Лет двадцать назад, когда от маленькой гидроэлектростанции, установленной на соседней реке, провели электричество, случилось короткое замыкание, и монастырь загорелся. Огонь, конечно, потушили, но кое-кто из монахов видел в этом происшествии перст судьбы – нельзя смешивать сомнительные достижения цивилизации и древнюю мудрость. Однако нынешний настоятель как человек прогрессивный мигом прекратил эти разговоры, заняв своих подопечных ремонтом. И новая крыша теперь сияла еще более великолепной росписью, чем прежде.
Мы шли по тропе к нашему лоджу – одному из грубо сколоченных двухэтажных зданий, стоящих в отдалении от монастыря.
– И какой в нем смысл? – спросил Джейк, фотографируя Тенгабоче больше по инерции, чем из искреннего интереса к его архитектуре. – Для чего он построен?
– Для молитв, чего же еще, – хмыкнул Дик, но тут же стер ухмылку, увидев тень неудовольствия на лице босса, вызванную его неуместным замечанием.
– Здесь учатся дети от пяти лет до двадцати. Они изучают математику, астрологию, медицину, лекарственные травы. Занимаются живописью, изготовлением ксилографических досок, масок для праздников.
– Что за доски? – перебил меня Дик.
– На деревянной основе рисуются сюжеты из жизни божеств или выдающихся императоров Кайлата, иллюстрации к священным книгам.
– Ага, – многозначительно сказал тренер, выслушав объяснение, и покровительственно кивнул, предлагая мне рассказывать дальше.

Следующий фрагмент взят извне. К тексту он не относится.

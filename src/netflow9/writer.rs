use std::io::Write;

use super::{FlowSet, HEADER_SIZE, Header, OPTIONS_TEMPLATE_SET_ID, Packet, TEMPLATE_SET_ID, Template, VERSION};
use crate::config::WriterConfig;
use crate::set::{encode_data_set, encode_set};
use crate::state::{Budget, Sequencer, State};
use crate::template::{Layout, TemplateCache};
use crate::wire::{BytesMut, OnWire};
use crate::Error;

/// Writes NetFlow v9 packets. Templates written through the writer are
/// remembered so data sets can be checked against them.
pub struct Writer<W> {
    inner: W,
    config: WriterConfig,
    sequencer: Sequencer,
    source_id: u32,
    templates: TemplateCache<Template>,
    buf: BytesMut,
}

impl<W: Write> Writer<W> {
    pub fn new(inner: W) -> Self {
        Self::with_config(inner, WriterConfig::default())
    }

    pub fn with_config(inner: W, config: WriterConfig) -> Self {
        Writer {
            inner,
            config,
            sequencer: Sequencer::default(),
            source_id: 0,
            templates: TemplateCache::default(),
            buf: BytesMut::with_capacity(1500),
        }
    }

    #[inline]
    pub fn state(&self) -> State {
        self.sequencer.state()
    }

    #[inline]
    pub fn templates(&self) -> &TemplateCache<Template> {
        &self.templates
    }

    /// Write a header, `count` flow sets must follow.
    pub fn write_header(&mut self, header: &Header) -> Result<(), Error> {
        self.sequencer.expect_packet_header()?;
        if header.version != VERSION {
            return Err(Error::IncompatibleVersion(header.version));
        }

        let mut header = header.clone();
        if self.config.fill_export_time && header.unix_seconds == 0 {
            header.unix_seconds = chrono::Utc::now().timestamp() as u32;
        }

        self.buf.clear();
        header.encode(&mut self.buf)?;
        self.inner.write_all(&self.buf)?;

        self.source_id = header.source_id;
        self.sequencer
            .begin_packet(Budget::Count(header.count as usize))
    }

    /// Write one flow set, padded to 4 bytes. Returns the flow set length.
    pub fn write_flow_set(&mut self, flow_set: &FlowSet) -> Result<usize, Error> {
        self.sequencer.expect_flow_set()?;

        let buf = &mut self.buf;
        buf.clear();

        let length = match flow_set {
            FlowSet::Templates(templates) => {
                encode_set(TEMPLATE_SET_ID, buf, |buf| templates.encode(buf))?
            }
            FlowSet::OptionsTemplates(templates) => {
                encode_set(OPTIONS_TEMPLATE_SET_ID, buf, |buf| templates.encode(buf))?
            }
            FlowSet::Data(set) => {
                let layout = self.templates.get(self.source_id, set.id());
                if layout.is_none() && self.config.validate_data {
                    return Err(Error::NoMatchingTemplate(set.id()));
                }

                let layout = layout.map(|template| template as &dyn Layout);
                let record_size = layout.map_or(0, |layout| layout.record_size());
                encode_data_set(set.id(), record_size, buf, |buf| set.encode_body(layout, buf))?
            }
            FlowSet::Raw { id, data } => encode_set(*id, buf, |buf| {
                buf.extend_from_slice(data);
                Ok(())
            })?,
        };

        self.sequencer.check(length)?;
        self.inner.write_all(&self.buf)?;
        self.sequencer.consume(length)?;

        for template in flow_set.templates() {
            self.templates.learn(self.source_id, template);
        }

        Ok(length)
    }

    /// Write a whole packet, the header count is taken from the flow sets.
    pub fn write_packet(&mut self, packet: &Packet) -> Result<usize, Error> {
        let count = u16::try_from(packet.flow_sets.len()).map_err(|_| Error::Oversized {
            what: "netflow v9 flow set count",
            size: packet.flow_sets.len(),
        })?;

        let header = Header {
            count,
            ..packet.header.clone()
        };
        self.write_header(&header)?;

        let mut written = HEADER_SIZE;
        for flow_set in &packet.flow_sets {
            written += self.write_flow_set(flow_set)?;
        }

        Ok(written)
    }

    pub fn flush(&mut self) -> Result<(), Error> {
        self.inner.flush().map_err(Into::into)
    }

    pub fn into_inner(self) -> W {
        self.inner
    }
}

– Учащиеся в монастыре, в свою очередь, просвещают других жителей деревни, а также наставляют братьев и сестер в своих семьях. – Я замолчал, пропуская группу трекеров, бредущую к желтому палаточному городку, разбитому на поляне неподалеку от одного из трех лоджей. – Монахи проводят ритуалы, важные для кайлатцев, – свадьбы, похороны, некоторые празднования. Глава монастыря – лидер духовной жизни страны. Без его одобрения не начинается ни одно важное дело. Альпинисты смогли подниматься на Мать Всех Богов только после его разрешения.
– Он тоже воплощение какого-то божества? – с легкой насмешкой осведомился Джейк.
– Да. Кайлатцы верят, что в него вселяется дух верховного бога.
– И почему я не удивлен… – добродушно усмехнулся тот.
– Монахи живут здесь всю жизнь, не выходя? – с любопытством спросила Тисса.
– Нет. В самые холодные месяцы здесь остаются лишь несколько человек, остальные расходятся по деревням внизу. Некоторые снимают с себя сан и уходят в мир, работают носильщиками и гидами, строят дома, путешествуют. А потом нередко добровольно возвращаются обратно.